Writing for the slight 5-4 majority, Justice Kennedy argued that DNA is a form of identity and thus knowledge of an arrestee’s DNA is important for the police. Additionally, because DNA can link arrestees to previous crimes, such knowledge can be crucial in determining the dangerous nature of an arrestee, which is a major factor in deciding whether to release them on bail. Kennedy acknowledged the fact that the ruling might be criticized on the basis of the Fourth Amendment, which guarantees the people of the U.S. the right to be secure in their “persons, houses, papers, and effects, against unreasonable searches and seizures.” Kennedy noted that the swabbing of the mouth in order to obtain DNA is a gentle procedure when compared to other methods such as, say, drawing blood.

Justice Scalia penned and delivered a scathing dissent on behalf of himself, Justice Ginsburg, Justice Sotomayor and Justice Kagan. He argued that while the collection of DNA will probably lead to an increase in solving of previously unsolved crimes, the cost is a major freedom. Like Kennedy, Scalia referenced the Fourth Amendment and chastised the Majority for completely disregarding the fact that the Fourth Amendment protects the people against “unreasonable searches.” As he noted, King’s DNA was not swabbed in connection with a specific investigation – it was a “suspicionless” search. Furthermore, according to Scalia, the idea that police want to better understand the “identity” of the arrestee is a poor substantiation for the ruling. He reasoned, “today’s judgment will, to be sure, have the beneficial effect of solving more crimes; then again, so would the taking of DNA samples from anyone who flies on an airplane (surely the Transportation Security Administration needs to know the “identity” of the flying public), applies for a driver’s license, or attends a public school.

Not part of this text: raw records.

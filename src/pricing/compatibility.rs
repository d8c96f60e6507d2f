//! Component compatibility rules.
//!
//! Narrows optimizer and storage choices to what works with the selected
//! inverter and picks the default optimizer.

use rust_decimal::Decimal;
use rust_decimal_macros::dec;
use serde::Serialize;

use super::models::{
    EnergyStorage, Inverter, Optimizer, OPTIMIZER_RATIO_ONE_TO_ONE, OPTIMIZER_RATIO_ONE_TO_TWO,
};

/// Above this inverter power the high-power (1:2) optimizers are offered
pub const HIGH_POWER_INVERTER_KW: Decimal = dec!(16);

/// Options that remain valid for a selected inverter
#[derive(Debug, Clone, Default, PartialEq, Serialize)]
pub struct CompatibilityResult {
    pub optimizers: Vec<Optimizer>,
    pub storages: Vec<EnergyStorage>,
    pub optimizers_required: bool,
    pub show_high_power_optimizers: bool,
    pub storage_allowed: bool,
    pub default_optimizer: Option<Optimizer>,
}

/// Filter optimizers and storages for the selected inverter.
///
/// Without an inverter nothing is compatible. Grid inverters never get storage,
/// whatever the storage rows declare.
pub fn filter_compatible(
    inverter: Option<&Inverter>,
    optimizers: &[Optimizer],
    storages: &[EnergyStorage],
) -> CompatibilityResult {
    let Some(inverter) = inverter else {
        return CompatibilityResult::default();
    };

    let compatible_optimizers: Vec<Optimizer> = optimizers
        .iter()
        .filter(|o| o.is_compatible_with(inverter.id))
        .cloned()
        .collect();

    let storage_allowed = !inverter.is_grid_only();
    let compatible_storages: Vec<EnergyStorage> = if storage_allowed {
        storages
            .iter()
            .filter(|s| s.is_compatible_with(inverter.id))
            .cloned()
            .collect()
    } else {
        Vec::new()
    };

    let optimizers_required = inverter.requires_optimizers();
    let high_power = inverter.power_kw > HIGH_POWER_INVERTER_KW;

    let default_optimizer = if optimizers_required {
        default_optimizer(inverter, &compatible_optimizers).cloned()
    } else {
        None
    };

    CompatibilityResult {
        optimizers: compatible_optimizers,
        storages: compatible_storages,
        optimizers_required,
        show_high_power_optimizers: optimizers_required && high_power,
        storage_allowed,
        default_optimizer,
    }
}

/// Pick the optimizer to preselect for an inverter.
///
/// Inverters above 16 kW prefer 1:2 optimizers, smaller ones 1:1. Falls back to
/// the first candidate when no ratio matches.
pub fn default_optimizer<'a>(inverter: &Inverter, candidates: &'a [Optimizer]) -> Option<&'a Optimizer> {
    let wanted_ratio = if inverter.power_kw > HIGH_POWER_INVERTER_KW {
        OPTIMIZER_RATIO_ONE_TO_TWO
    } else {
        OPTIMIZER_RATIO_ONE_TO_ONE
    };

    candidates
        .iter()
        .find(|o| o.ratio == wanted_ratio)
        .or_else(|| candidates.first())
}
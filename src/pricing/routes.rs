//! Pricing API routes

use axum::{
    extract::{Query, State},
    routing::{get, post},
    Json, Router,
};

use crate::error::Result;
use crate::AppState;

use super::compatibility::CompatibilityResult;
use super::requests::{CalculatePriceRequest, CompatibilityQuery};
use super::responses::PriceCalculationResponse;
use super::services;

pub fn router() -> Router<AppState> {
    Router::new()
        .route("/api/pricing/compatibility", get(compatibility))
        .route("/api/pricing/calculate", post(calculate))
}

/// Optimizers and storages that fit the selected inverter
async fn compatibility(
    State(state): State<AppState>,
    Query(query): Query<CompatibilityQuery>,
) -> Result<Json<CompatibilityResult>> {
    let result = services::compatibility_for(&state.catalog, query.inverter_id).await?;
    Ok(Json(result))
}

/// Price breakdown for a component selection
async fn calculate(
    State(state): State<AppState>,
    Json(request): Json<CalculatePriceRequest>,
) -> Result<Json<PriceCalculationResponse>> {
    let margin = request.margin.to_margin_input()?;
    let calculation =
        services::calculate_selection_price(&state.catalog, &request.components, margin).await?;

    Ok(Json(PriceCalculationResponse::from_calculation(
        &calculation,
        &state.config.currency,
    )))
}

At the end of his colorful dissent, he invoked our Founding Fathers who fought with their lives to end a tyranny, which allowed the government free access to inspection of its citizens. He opined, “I doubt that the proud men who wrote the charter of our liberties would have been so eager to open their mouths for royal inspection.”

This ruling is a major precedent in the realm of criminal law. If you are arrested for a dangerous crime, the Supreme Court has ruled that it is constitutional for police to collect your DNA and run that DNA against a database of other DNA collected from crime scenes. This means that people who got away with a crime (for which there is DNA) in the past – even years and years ago – can still be implicated in the crime if they are arrested for a completely unrelated crime and their DNA is collected and matched with the DNA from the unsolved crime.